Available data.
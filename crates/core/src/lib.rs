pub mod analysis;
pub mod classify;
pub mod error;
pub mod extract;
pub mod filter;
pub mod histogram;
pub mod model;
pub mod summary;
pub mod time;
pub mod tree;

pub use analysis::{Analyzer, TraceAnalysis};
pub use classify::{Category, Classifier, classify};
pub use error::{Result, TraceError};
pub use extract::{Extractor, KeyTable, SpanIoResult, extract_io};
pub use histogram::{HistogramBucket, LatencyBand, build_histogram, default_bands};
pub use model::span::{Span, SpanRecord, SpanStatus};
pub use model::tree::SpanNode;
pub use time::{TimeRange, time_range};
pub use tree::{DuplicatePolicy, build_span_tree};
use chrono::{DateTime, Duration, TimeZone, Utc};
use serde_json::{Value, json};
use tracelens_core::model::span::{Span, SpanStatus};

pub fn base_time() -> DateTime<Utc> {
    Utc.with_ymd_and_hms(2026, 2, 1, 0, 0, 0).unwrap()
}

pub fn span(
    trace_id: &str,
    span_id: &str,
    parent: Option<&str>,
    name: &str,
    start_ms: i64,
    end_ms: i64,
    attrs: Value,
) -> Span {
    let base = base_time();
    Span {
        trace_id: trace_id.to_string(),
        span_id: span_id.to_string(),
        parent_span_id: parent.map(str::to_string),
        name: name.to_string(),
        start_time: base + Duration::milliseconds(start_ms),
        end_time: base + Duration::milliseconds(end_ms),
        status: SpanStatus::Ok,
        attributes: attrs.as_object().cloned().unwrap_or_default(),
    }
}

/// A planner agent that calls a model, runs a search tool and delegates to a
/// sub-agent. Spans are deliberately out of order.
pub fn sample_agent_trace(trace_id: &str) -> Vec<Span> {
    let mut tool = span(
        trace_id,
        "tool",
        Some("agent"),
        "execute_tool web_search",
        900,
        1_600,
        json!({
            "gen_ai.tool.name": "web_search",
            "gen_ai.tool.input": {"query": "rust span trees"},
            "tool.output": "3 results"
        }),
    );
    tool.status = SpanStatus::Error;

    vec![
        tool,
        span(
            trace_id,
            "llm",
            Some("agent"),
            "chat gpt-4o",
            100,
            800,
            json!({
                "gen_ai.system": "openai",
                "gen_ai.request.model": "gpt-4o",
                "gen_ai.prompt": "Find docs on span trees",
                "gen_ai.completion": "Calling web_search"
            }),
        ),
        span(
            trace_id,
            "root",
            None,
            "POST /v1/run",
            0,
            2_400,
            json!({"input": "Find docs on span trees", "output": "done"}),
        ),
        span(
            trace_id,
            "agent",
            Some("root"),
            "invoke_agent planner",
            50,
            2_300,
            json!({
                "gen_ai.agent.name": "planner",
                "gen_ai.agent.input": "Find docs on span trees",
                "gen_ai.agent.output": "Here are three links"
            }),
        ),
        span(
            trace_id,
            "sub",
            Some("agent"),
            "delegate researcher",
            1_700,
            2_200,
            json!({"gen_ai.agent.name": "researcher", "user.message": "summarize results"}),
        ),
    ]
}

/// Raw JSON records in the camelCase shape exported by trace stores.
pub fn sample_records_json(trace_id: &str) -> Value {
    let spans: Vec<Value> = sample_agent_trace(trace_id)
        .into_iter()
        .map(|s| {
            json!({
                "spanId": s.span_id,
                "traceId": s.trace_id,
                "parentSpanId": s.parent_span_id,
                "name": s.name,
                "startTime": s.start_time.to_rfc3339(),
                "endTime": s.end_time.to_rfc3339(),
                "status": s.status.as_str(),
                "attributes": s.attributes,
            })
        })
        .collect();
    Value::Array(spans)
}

What you are asked to do.
Write out every line of the preceding listing that contains "output".

Written answer.
            "tool.output": "3 results"
            json!({"input": "Find docs on span trees", "output": "done"}),
                "gen_ai.agent.output": "Here are three links"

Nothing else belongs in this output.